史実を元にした話はどうしても、単一の視点というか「男性的」な物語になってしまうところがあり、なんかちょっと暑苦しくなってしまう感じがある。でも、このゲームでは女性やゲイの話なども出てきて、性に対する見方が(当然だけど)当時から色々あったというところをカバーされていて、当時の生活のリアルさをより実感しやすかった。参考文献(『https://www.taylorfrancis.com/books/mono/10.4324/9781315269719/sexuality-medieval-europe-ruth-mazo-karras』)を見ているとこういう話にもちゃんと裏を取ってそうな感じがある。

これも含めて、論文かよってくらいの参考文献の量が細かい部分の説得力を補強してるんだろうな。こういうの面白いし、他のゲームも参考文献載せてほしい。

話がそれたけど、Act 3 では、どうして主人公が芸術家なのかという点に、タッシングの歴史を残す存在という別の意味が出てきた。こういう地域の歴史を語り継ぐというのも当時は、というか歴史的には芸術家の仕事だったんだと思った。

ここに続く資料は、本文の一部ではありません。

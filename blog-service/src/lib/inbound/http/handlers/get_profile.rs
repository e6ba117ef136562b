use axum::http::StatusCode;
use axum::Extension;

use super::ApiError;
use super::ApiSuccess;
use super::UserData;
use crate::inbound::http::middleware::CurrentUser;

pub async fn get_profile(
    Extension(CurrentUser(user)): Extension<CurrentUser>,
) -> Result<ApiSuccess<UserData>, ApiError> {
    Ok(ApiSuccess::new(StatusCode::OK, (&user).into()))
}
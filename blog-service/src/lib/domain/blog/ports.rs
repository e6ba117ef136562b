use async_trait::async_trait;

use crate::domain::blog::errors::BlogError;
use crate::domain::blog::models::BlogId;
use crate::domain::blog::models::BlogPost;
use crate::domain::blog::models::BlogTitle;
use crate::domain::blog::models::CreateBlogCommand;
use crate::domain::blog::models::ListBlogsQuery;
use crate::domain::blog::models::UpdateBlogCommand;
use crate::domain::user::models::Username;

/// Port for blog post operations.
#[async_trait]
pub trait BlogServicePort: Send + Sync + 'static {
    /// Create a post authored by `author`.
    ///
    /// # Errors
    /// * `TitleAlreadyExists` - Another post already uses this title
    /// * `DatabaseError` - Database operation failed
    async fn create_blog(
        &self,
        command: CreateBlogCommand,
        author: Username,
    ) -> Result<BlogPost, BlogError>;

    /// List one page of posts.
    ///
    /// # Errors
    /// * `DatabaseError` - Database operation failed
    async fn list_blogs(&self, query: ListBlogsQuery) -> Result<Vec<BlogPost>, BlogError>;

    /// # Errors
    /// * `NotFound` - No post with this title
    /// * `DatabaseError` - Database operation failed
    async fn get_blog(&self, title: &BlogTitle) -> Result<BlogPost, BlogError>;

    /// Partially update a post on behalf of `acting_user`.
    ///
    /// # Errors
    /// * `NotFound` - No post with this title (checked before ownership)
    /// * `Forbidden` - `acting_user` is not the author
    /// * `TitleAlreadyExists` - New title is taken by another post
    /// * `DatabaseError` - Database operation failed
    async fn update_blog(
        &self,
        title: &BlogTitle,
        command: UpdateBlogCommand,
        acting_user: &Username,
    ) -> Result<BlogPost, BlogError>;

    /// Delete a post on behalf of `acting_user`.
    ///
    /// # Errors
    /// * `NotFound` - No post with this title (checked before ownership)
    /// * `Forbidden` - `acting_user` is not the author
    /// * `DatabaseError` - Database operation failed
    async fn delete_blog(&self, title: &BlogTitle, acting_user: &Username)
        -> Result<(), BlogError>;
}

/// Persistence operations for blog posts.
#[async_trait]
pub trait BlogRepository: Send + Sync + 'static {
    /// # Errors
    /// * `TitleAlreadyExists` - Unique title constraint violated
    /// * `DatabaseError` - Database operation failed
    async fn create(&self, post: BlogPost) -> Result<BlogPost, BlogError>;

    async fn find_by_title(&self, title: &BlogTitle) -> Result<Option<BlogPost>, BlogError>;

    async fn list(&self, query: &ListBlogsQuery) -> Result<Vec<BlogPost>, BlogError>;

    /// Overwrite title, content and tags of the post with `post.id`, only
    /// while its author is still `post.author`.
    ///
    /// # Errors
    /// * `NotFound` - No such post for this author
    /// * `TitleAlreadyExists` - New title is taken by another post
    /// * `DatabaseError` - Database operation failed
    async fn update(&self, post: BlogPost) -> Result<BlogPost, BlogError>;

    /// Delete the post with `id`, only while its author is `author`.
    ///
    /// # Errors
    /// * `NotFound` - No such post for this author
    /// * `DatabaseError` - Database operation failed
    async fn delete(&self, id: &BlogId, author: &Username) -> Result<(), BlogError>;
}
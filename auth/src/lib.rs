//! Authentication utilities library
//!
//! Provides the security primitives of the blog backend:
//! - Password hashing (Argon2id)
//! - Signed, time-bound bearer tokens (JWT)
//! - Authentication coordination
//!
//! Services define their own credential stores and adapt these implementations.
//!
//! # Examples
//!
//! ## Password Hashing
//! ```
//! use auth::PasswordHasher;
//!
//! let hasher = PasswordHasher::new();
//! let hash = hasher.hash("my_password").unwrap();
//! assert!(hasher.verify("my_password", &hash));
//! assert!(!hasher.verify("other_password", &hash));
//! ```
//!
//! ## Bearer Tokens
//! ```
//! use auth::TokenCodec;
//! use chrono::Duration;
//!
//! let codec = TokenCodec::new(b"secret_key_at_least_32_bytes_long!");
//! let token = codec.issue("alice", Duration::minutes(30)).unwrap();
//! assert_eq!(codec.validate(&token).unwrap(), "alice");
//! ```
//!
//! ## Complete Authentication Flow
//! ```
//! use auth::Authenticator;
//!
//! let auth = Authenticator::new(b"secret_key_at_least_32_bytes_long!");
//!
//! // Register: hash password
//! let hash = auth.hash_password("password123").unwrap();
//!
//! // Login: verify and issue token
//! let result = auth.authenticate("password123", &hash, "alice").unwrap();
//!
//! // Subsequent requests: validate token
//! let subject = auth.validate_token(&result.access_token).unwrap();
//! assert_eq!(subject, "alice");
//! ```

pub mod authenticator;
pub mod jwt;
pub mod password;

// Re-export commonly used items
pub use authenticator::AuthenticationError;
pub use authenticator::AuthenticationResult;
pub use authenticator::Authenticator;
pub use jwt::Claims;
pub use jwt::TokenCodec;
pub use jwt::TokenError;
pub use password::PasswordError;
pub use password::PasswordHasher;
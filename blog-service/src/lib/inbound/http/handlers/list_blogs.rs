use axum::extract::Query;
use axum::extract::State;
use axum::http::StatusCode;
use serde::Deserialize;

use super::ApiError;
use super::ApiSuccess;
use super::BlogData;
use crate::blog::errors::BlogError;
use crate::blog::models::BlogSortField;
use crate::blog::models::ListBlogsQuery;
use crate::blog::models::SortOrder;
use crate::inbound::http::router::AppState;

/// Query string for `GET /blogs`
#[derive(Debug, Default, Deserialize)]
pub struct ListBlogsParams {
    pub limit: Option<u32>,
    pub offset: Option<u32>,
    pub sort_by: Option<String>,
    pub order: Option<String>,
}

impl ListBlogsParams {
    fn try_into_query(self) -> Result<ListBlogsQuery, BlogError> {
        let sort_by = self
            .sort_by
            .as_deref()
            .map(str::parse::<BlogSortField>)
            .transpose()?
            .unwrap_or_default();
        let order = self
            .order
            .as_deref()
            .map(str::parse::<SortOrder>)
            .transpose()?
            .unwrap_or_default();

        Ok(ListBlogsQuery::new(self.limit, self.offset, sort_by, order))
    }
}

pub async fn list_blogs(
    State(state): State<AppState>,
    Query(params): Query<ListBlogsParams>,
) -> Result<ApiSuccess<Vec<BlogData>>, ApiError> {
    let query = params.try_into_query()?;

    state
        .blog_service
        .list_blogs(query)
        .await
        .map_err(ApiError::from)
        .map(|posts| ApiSuccess::new(StatusCode::OK, posts.iter().map(BlogData::from).collect()))
}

  • 自分は恥ずかしい人間なので、ゲームをやる前は何も知らなかったことをさも知っているように書いています。
  • オープニング(とエンディング)のあの本が 『ヒストリア・タシエ』だったってことだろうか。でも、最後にこれは全部本に書かれた話だったんですよ、とすることで、ゲーム中のチェックや選択肢に正解などはない、全てのプレイスルーがそれぞれ完成された物語なんだとするのは無茶がある気がする。まあ、誰もそんなことは言っていないんだけれど、なんか気になってしまった。
  • 暴動の最中で死んだと思われていた人間が、遺跡の地下通路を住処として、何十年も人目を隠れて生活していたというのが最後に明らかになるのはちょっと Disco Elysium を思い出した。そういえば脳内にいろんな人格を飼っているのも。なんか、なんでも Disco Elysium につなげようとするヤバい奴になっている気がする。
  • 日本語訳は不安定というか、明らかに機械翻訳そのままじゃない?ってところがあって辛かった。同じ話者でも口調や一人称がコロコロ変わったり、固有名詞の表記ゆれとかはもう慣れっこだけど、Act 1 の墓暴きのシーンなど、もう何言ってるのかが全然わからないところがちょくちょくある。日本語化改善MODを作ってくださっている方がいるからそれを使えば良かった。
  • ちゃんと仕事してる異端審問を初めて見た。まさかの時に出てくるやつしか知らなかった。いや結局冤罪だから仕事できてないか。